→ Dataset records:

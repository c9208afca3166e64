//! Atomic parameter cells.
//!
//! Each cell pairs a [`ParameterInfo`] with lock-free storage so a control
//! thread can write while the processing thread reads. Writes outside the
//! declared range are rejected and leave the stored value untouched.
//!
//! # Example
//!
//! ```ignore
//! use chordkit_core::parameter_types::IntParameter;
//!
//! let split = IntParameter::new("Split Point", 60, 12..=115).with_id(12);
//! assert!(split.set(48));
//! assert!(!split.set(120));
//! assert_eq!(split.get(), 48);
//! ```

use std::ops::RangeInclusive;
use std::sync::atomic::{AtomicBool, AtomicI64, AtomicU32, Ordering};

use crate::parameter_format::Formatter;
use crate::parameter_info::{GroupId, ParameterFlags, ParameterInfo};
use crate::types::{ParameterId, ParameterValue};

/// Type-erased access to a parameter cell.
pub trait ParameterRef: Send + Sync {
    /// Parameter metadata.
    fn info(&self) -> &ParameterInfo;

    /// Current plain value.
    fn get_plain(&self) -> ParameterValue;

    /// Set the plain value. Returns `false` and keeps the current value if
    /// `value` is NaN or outside the declared range.
    fn set_plain(&self, value: ParameterValue) -> bool;

    /// Parameter id.
    fn id(&self) -> ParameterId {
        self.info().id
    }

    /// Restore the default value.
    fn reset(&self) {
        self.set_plain(self.info().default);
    }

    /// Format the current value for display.
    fn display(&self) -> String {
        self.info().formatter.format(f64::from(self.get_plain()))
    }
}

fn rejected(info: &ParameterInfo, value: ParameterValue) -> bool {
    log::debug!(
        "rejected {} = {} (range {}..={})",
        info.symbol,
        value,
        info.min,
        info.max
    );
    false
}

// =============================================================================
// IntParameter
// =============================================================================

/// Whole-number parameter.
pub struct IntParameter {
    info: ParameterInfo,
    value: AtomicI64,
    min: i64,
    max: i64,
}

impl IntParameter {
    /// Create an integer parameter.
    ///
    /// The id defaults to 0 and should be set with [`with_id`](Self::with_id).
    pub fn new(name: impl Into<String>, default: i64, range: RangeInclusive<i64>) -> Self {
        let (min, max) = range.into_inner();
        let default = default.clamp(min, max);
        let mut info = ParameterInfo::new(0, name, min as f32, max as f32, default as f32)
            .with_formatter(Formatter::Integer);
        info.flags.is_integer = true;
        Self {
            info,
            value: AtomicI64::new(default),
            min,
            max,
        }
    }

    /// Set the parameter id.
    pub fn with_id(mut self, id: ParameterId) -> Self {
        self.info.id = id;
        self
    }

    /// Set the symbol.
    pub fn with_symbol(mut self, symbol: impl Into<String>) -> Self {
        self.info.symbol = symbol.into();
        self
    }

    /// Set the group.
    pub fn with_group(mut self, group_id: GroupId) -> Self {
        self.info.group_id = group_id;
        self
    }

    /// Set the display formatter.
    pub fn with_formatter(mut self, formatter: Formatter) -> Self {
        self.info = self.info.with_formatter(formatter);
        self
    }

    /// Disable automation for this parameter.
    pub fn non_automatable(mut self) -> Self {
        self.info.flags.can_automate = false;
        self
    }

    /// Current value.
    #[inline]
    pub fn get(&self) -> i64 {
        self.value.load(Ordering::Relaxed)
    }

    /// Set the value. Returns `false` if it is out of range.
    #[inline]
    pub fn set(&self, value: i64) -> bool {
        if value < self.min || value > self.max {
            return rejected(&self.info, value as f32);
        }
        self.value.store(value, Ordering::Relaxed);
        true
    }

    /// Declared range.
    pub fn range(&self) -> RangeInclusive<i64> {
        self.min..=self.max
    }
}

impl ParameterRef for IntParameter {
    fn info(&self) -> &ParameterInfo {
        &self.info
    }

    fn get_plain(&self) -> ParameterValue {
        self.get() as ParameterValue
    }

    fn set_plain(&self, value: ParameterValue) -> bool {
        if !self.info.accepts(value) {
            return rejected(&self.info, value);
        }
        self.set(value.trunc() as i64)
    }
}

impl std::fmt::Debug for IntParameter {
    fn fmt(&self, f: &mut std::fmt::Formatter<'_>) -> std::fmt::Result {
        f.debug_struct("IntParameter")
            .field("id", &self.info.id)
            .field("symbol", &self.info.symbol)
            .field("value", &self.get())
            .finish()
    }
}

// =============================================================================
// FloatParameter
// =============================================================================

/// Continuous parameter, stored as `f32` bits.
pub struct FloatParameter {
    info: ParameterInfo,
    value: AtomicU32,
}

impl FloatParameter {
    /// Create a float parameter.
    pub fn new(name: impl Into<String>, default: f32, range: RangeInclusive<f32>) -> Self {
        let (min, max) = range.into_inner();
        let default = default.clamp(min, max);
        Self {
            info: ParameterInfo::new(0, name, min, max, default),
            value: AtomicU32::new(default.to_bits()),
        }
    }

    /// Velocity-style scale factor, displayed as "1.00x".
    pub fn multiplier(name: impl Into<String>, default: f32, range: RangeInclusive<f32>) -> Self {
        Self::new(name, default, range).with_formatter(Formatter::Multiplier)
    }

    /// Set the parameter id.
    pub fn with_id(mut self, id: ParameterId) -> Self {
        self.info.id = id;
        self
    }

    /// Set the symbol.
    pub fn with_symbol(mut self, symbol: impl Into<String>) -> Self {
        self.info.symbol = symbol.into();
        self
    }

    /// Set the group.
    pub fn with_group(mut self, group_id: GroupId) -> Self {
        self.info.group_id = group_id;
        self
    }

    /// Set the display formatter.
    pub fn with_formatter(mut self, formatter: Formatter) -> Self {
        self.info = self.info.with_formatter(formatter);
        self
    }

    /// Current value.
    #[inline]
    pub fn get(&self) -> f32 {
        f32::from_bits(self.value.load(Ordering::Relaxed))
    }

    /// Set the value. Returns `false` if it is NaN or out of range.
    #[inline]
    pub fn set(&self, value: f32) -> bool {
        if !self.info.accepts(value) {
            return rejected(&self.info, value);
        }
        self.value.store(value.to_bits(), Ordering::Relaxed);
        true
    }
}

impl ParameterRef for FloatParameter {
    fn info(&self) -> &ParameterInfo {
        &self.info
    }

    fn get_plain(&self) -> ParameterValue {
        self.get()
    }

    fn set_plain(&self, value: ParameterValue) -> bool {
        self.set(value)
    }
}

impl std::fmt::Debug for FloatParameter {
    fn fmt(&self, f: &mut std::fmt::Formatter<'_>) -> std::fmt::Result {
        f.debug_struct("FloatParameter")
            .field("id", &self.info.id)
            .field("symbol", &self.info.symbol)
            .field("value", &self.get())
            .finish()
    }
}

// =============================================================================
// BoolParameter
// =============================================================================

/// On/off switch. Accepts plain values in `0.0..=1.0`, on above 0.5.
pub struct BoolParameter {
    info: ParameterInfo,
    value: AtomicBool,
}

impl BoolParameter {
    /// Create a switch.
    pub fn new(name: impl Into<String>, default: bool) -> Self {
        let default_plain = if default { 1.0 } else { 0.0 };
        let mut info =
            ParameterInfo::new(0, name, 0.0, 1.0, default_plain).with_formatter(Formatter::Boolean);
        info.flags = ParameterFlags {
            is_toggle: true,
            ..info.flags
        };
        Self {
            info,
            value: AtomicBool::new(default),
        }
    }

    /// Set the parameter id.
    pub fn with_id(mut self, id: ParameterId) -> Self {
        self.info.id = id;
        self
    }

    /// Set the group.
    pub fn with_group(mut self, group_id: GroupId) -> Self {
        self.info.group_id = group_id;
        self
    }

    /// Current value.
    #[inline]
    pub fn get(&self) -> bool {
        self.value.load(Ordering::Relaxed)
    }

    /// Set the value.
    #[inline]
    pub fn set(&self, value: bool) {
        self.value.store(value, Ordering::Relaxed);
    }
}

impl ParameterRef for BoolParameter {
    fn info(&self) -> &ParameterInfo {
        &self.info
    }

    fn get_plain(&self) -> ParameterValue {
        if self.get() {
            1.0
        } else {
            0.0
        }
    }

    fn set_plain(&self, value: ParameterValue) -> bool {
        if !self.info.accepts(value) {
            return rejected(&self.info, value);
        }
        self.set(value > 0.5);
        true
    }
}

impl std::fmt::Debug for BoolParameter {
    fn fmt(&self, f: &mut std::fmt::Formatter<'_>) -> std::fmt::Result {
        f.debug_struct("BoolParameter")
            .field("id", &self.info.id)
            .field("value", &self.get())
            .finish()
    }
}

→ Task description:
Restate, please, word for word the span of records running from the first line to the line bearing "fn set_plain(&self, value: ParameterValue) -> bool;", both included, and nothing outside it.

→ Answer for this exercise:
repository c9208afca3166e64
//! Atomic parameter cells.
//!
//! Each cell pairs a [`ParameterInfo`] with lock-free storage so a control
//! thread can write while the processing thread reads. Writes outside the
//! declared range are rejected and leave the stored value untouched.
//!
//! # Example
//!
//! ```ignore
//! use chordkit_core::parameter_types::IntParameter;
//!
//! let split = IntParameter::new("Split Point", 60, 12..=115).with_id(12);
//! assert!(split.set(48));
//! assert!(!split.set(120));
//! assert_eq!(split.get(), 48);
//! ```

use std::ops::RangeInclusive;
use std::sync::atomic::{AtomicBool, AtomicI64, AtomicU32, Ordering};

use crate::parameter_format::Formatter;
use crate::parameter_info::{GroupId, ParameterFlags, ParameterInfo};
use crate::types::{ParameterId, ParameterValue};

/// Type-erased access to a parameter cell.
pub trait ParameterRef: Send + Sync {
    /// Parameter metadata.
    fn info(&self) -> &ParameterInfo;

    /// Current plain value.
    fn get_plain(&self) -> ParameterValue;

    /// Set the plain value. Returns `false` and keeps the current value if
    /// `value` is NaN or outside the declared range.
    fn set_plain(&self, value: ParameterValue) -> bool;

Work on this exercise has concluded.